## Your assignment:
The expected output is every entry, copied exactly.

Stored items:
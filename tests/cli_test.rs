//! CLI and shutdown integration tests.
//!
//! Runs the built `afkbot` binary: help and version output, a clean error on
//! a missing settings file, and graceful exit on SIGTERM.

mod common;

use common::TestFixture;
use std::process::Command;
use std::time::Duration;

const BIN: &str = env!("CARGO_BIN_EXE_afkbot");

fn write_settings(fixture: &TestFixture) -> std::path::PathBuf {
    let settings = fixture.temp_dir.path().join("settings.json");
    std::fs::write(
        &settings,
        r#"{
            "bot-account": { "username": "AFKBot", "type": "offline" },
            "server": { "ip": "play.example.net", "port": 19132 },
            "utils": { "anti-afk": { "enabled": true } }
        }"#,
    )
    .expect("failed to write settings");
    settings
}

/// CLI --help output should show expected options.
#[test]
fn test_cli_help_output() {
    let output = Command::new(BIN).arg("--help").output().expect("failed to run");
    let stdout = String::from_utf8_lossy(&output.stdout);

    assert!(output.status.success());
    assert!(stdout.contains("--settings"), "help should mention --settings option");
    assert!(stdout.contains("--web-addr"), "help should mention --web-addr option");
    assert!(stdout.contains("--log-level"), "help should mention --log-level option");
    assert!(stdout.contains("--no-web"), "help should mention --no-web option");
}

/// CLI --version should show version.
#[test]
fn test_cli_version_output() {
    let output = Command::new(BIN).arg("--version").output().expect("failed to run");
    let stdout = String::from_utf8_lossy(&output.stdout);

    assert!(
        stdout.contains(env!("CARGO_PKG_VERSION")),
        "version output should contain version number: {}",
        stdout
    );
}

#[test]
fn test_missing_settings_file_fails() {
    let fixture = TestFixture::new();
    let output = Command::new(BIN)
        .arg("--settings")
        .arg(fixture.temp_dir.path().join("absent.json"))
        .arg("--no-web")
        .output()
        .expect("failed to run");

    assert!(!output.status.success());
    let stderr = String::from_utf8_lossy(&output.stderr);
    assert!(stderr.contains("absent.json"), "error should name the file: {stderr}");
}

/// A status page address that is already taken stops the bot at startup.
#[test]
fn test_status_port_in_use_fails_startup() {
    let fixture = TestFixture::new();
    let settings = write_settings(&fixture);
    let taken = std::net::TcpListener::bind("127.0.0.1:0").expect("failed to bind");
    let addr = taken.local_addr().expect("no local addr");

    let mut child = Command::new(BIN)
        .arg("--settings")
        .arg(&settings)
        .arg("--web-addr")
        .arg(addr.to_string())
        .stderr(std::process::Stdio::piped())
        .spawn()
        .expect("failed to run");

    let deadline = std::time::Instant::now() + Duration::from_secs(10);
    let status = loop {
        if let Some(status) = child.try_wait().expect("failed to poll child") {
            break status;
        }
        if std::time::Instant::now() > deadline {
            let _ = child.kill();
            panic!("bot kept running without its status page");
        }
        std::thread::sleep(Duration::from_millis(50));
    };
    assert!(!status.success());

    let output = child.wait_with_output().expect("failed to collect output");
    let stderr = String::from_utf8_lossy(&output.stderr);
    assert!(stderr.contains("failed to bind status page"), "stderr: {stderr}");
}

/// The bot shuts down cleanly on SIGTERM.
#[cfg(unix)]
#[tokio::test]
async fn test_graceful_shutdown_on_sigterm() {
    use std::process::Stdio;
    use tokio::process::Command as TokioCommand;
    use tokio::time::timeout;

    let fixture = TestFixture::new();
    let settings = write_settings(&fixture);

    let mut child = TokioCommand::new(BIN)
        .arg("--settings")
        .arg(&settings)
        .arg("--no-web")
        .arg("--dry-run-handshake-ms")
        .arg("50")
        .stdout(Stdio::piped())
        .stderr(Stdio::piped())
        .spawn()
        .expect("failed to spawn bot");

    // Let it connect and start its drivers.
    tokio::time::sleep(Duration::from_secs(1)).await;

    let pid = child.id().expect("no pid");
    let _ = std::process::Command::new("kill")
        .args(["-TERM", &pid.to_string()])
        .status();

    match timeout(Duration::from_secs(10), child.wait()).await {
        Ok(Ok(status)) => assert!(status.success(), "bot should exit cleanly: {status}"),
        Ok(Err(e)) => panic!("failed to wait for child: {}", e),
        Err(_) => {
            child.kill().await.expect("failed to kill");
            panic!("bot did not respond to SIGTERM within timeout");
        }
    }
}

## Result:
filename tests/cli_test.rs
//! CLI and shutdown integration tests.
//!
//! Runs the built `afkbot` binary: help and version output, a clean error on
//! a missing settings file, and graceful exit on SIGTERM.

mod common;

use common::TestFixture;
use std::process::Command;
use std::time::Duration;

const BIN: &str = env!("CARGO_BIN_EXE_afkbot");

fn write_settings(fixture: &TestFixture) -> std::path::PathBuf {
    let settings = fixture.temp_dir.path().join("settings.json");
    std::fs::write(
        &settings,
        r#"{
            "bot-account": { "username": "AFKBot", "type": "offline" },
            "server": { "ip": "play.example.net", "port": 19132 },
            "utils": { "anti-afk": { "enabled": true } }
        }"#,
    )
    .expect("failed to write settings");
    settings
}

/// CLI --help output should show expected options.
#[test]
fn test_cli_help_output() {
    let output = Command::new(BIN).arg("--help").output().expect("failed to run");
    let stdout = String::from_utf8_lossy(&output.stdout);

    assert!(output.status.success());
    assert!(stdout.contains("--settings"), "help should mention --settings option");
    assert!(stdout.contains("--web-addr"), "help should mention --web-addr option");
    assert!(stdout.contains("--log-level"), "help should mention --log-level option");
    assert!(stdout.contains("--no-web"), "help should mention --no-web option");
}

/// CLI --version should show version.
#[test]
fn test_cli_version_output() {
    let output = Command::new(BIN).arg("--version").output().expect("failed to run");
    let stdout = String::from_utf8_lossy(&output.stdout);

    assert!(
        stdout.contains(env!("CARGO_PKG_VERSION")),
        "version output should contain version number: {}",
        stdout
    );
}

#[test]
fn test_missing_settings_file_fails() {
    let fixture = TestFixture::new();
    let output = Command::new(BIN)
        .arg("--settings")
        .arg(fixture.temp_dir.path().join("absent.json"))
        .arg("--no-web")
        .output()
        .expect("failed to run");

    assert!(!output.status.success());
    let stderr = String::from_utf8_lossy(&output.stderr);
    assert!(stderr.contains("absent.json"), "error should name the file: {stderr}");
}

/// A status page address that is already taken stops the bot at startup.
#[test]
fn test_status_port_in_use_fails_startup() {
    let fixture = TestFixture::new();
    let settings = write_settings(&fixture);
    let taken = std::net::TcpListener::bind("127.0.0.1:0").expect("failed to bind");
    let addr = taken.local_addr().expect("no local addr");

    let mut child = Command::new(BIN)
        .arg("--settings")
        .arg(&settings)
        .arg("--web-addr")
        .arg(addr.to_string())
        .stderr(std::process::Stdio::piped())
        .spawn()
        .expect("failed to run");

    let deadline = std::time::Instant::now() + Duration::from_secs(10);
    let status = loop {
        if let Some(status) = child.try_wait().expect("failed to poll child") {
            break status;
        }
        if std::time::Instant::now() > deadline {
            let _ = child.kill();
            panic!("bot kept running without its status page");
        }
        std::thread::sleep(Duration::from_millis(50));
    };
    assert!(!status.success());

    let output = child.wait_with_output().expect("failed to collect output");
    let stderr = String::from_utf8_lossy(&output.stderr);
    assert!(stderr.contains("failed to bind status page"), "stderr: {stderr}");
}

/// The bot shuts down cleanly on SIGTERM.
#[cfg(unix)]
#[tokio::test]
async fn test_graceful_shutdown_on_sigterm() {
    use std::process::Stdio;
    use tokio::process::Command as TokioCommand;
    use tokio::time::timeout;

    let fixture = TestFixture::new();
    let settings = write_settings(&fixture);

    let mut child = TokioCommand::new(BIN)
        .arg("--settings")
        .arg(&settings)
        .arg("--no-web")
        .arg("--dry-run-handshake-ms")
        .arg("50")
        .stdout(Stdio::piped())
        .stderr(Stdio::piped())
        .spawn()
        .expect("failed to spawn bot");

    // Let it connect and start its drivers.
    tokio::time::sleep(Duration::from_secs(1)).await;

    let pid = child.id().expect("no pid");
    let _ = std::process::Command::new("kill")
        .args(["-TERM", &pid.to_string()])
        .status();

    match timeout(Duration::from_secs(10), child.wait()).await {
        Ok(Ok(status)) => assert!(status.success(), "bot should exit cleanly: {status}"),
        Ok(Err(e)) => panic!("failed to wait for child: {}", e),
        Err(_) => {
            child.kill().await.expect("failed to kill");
            panic!("bot did not respond to SIGTERM within timeout");
        }
    }
}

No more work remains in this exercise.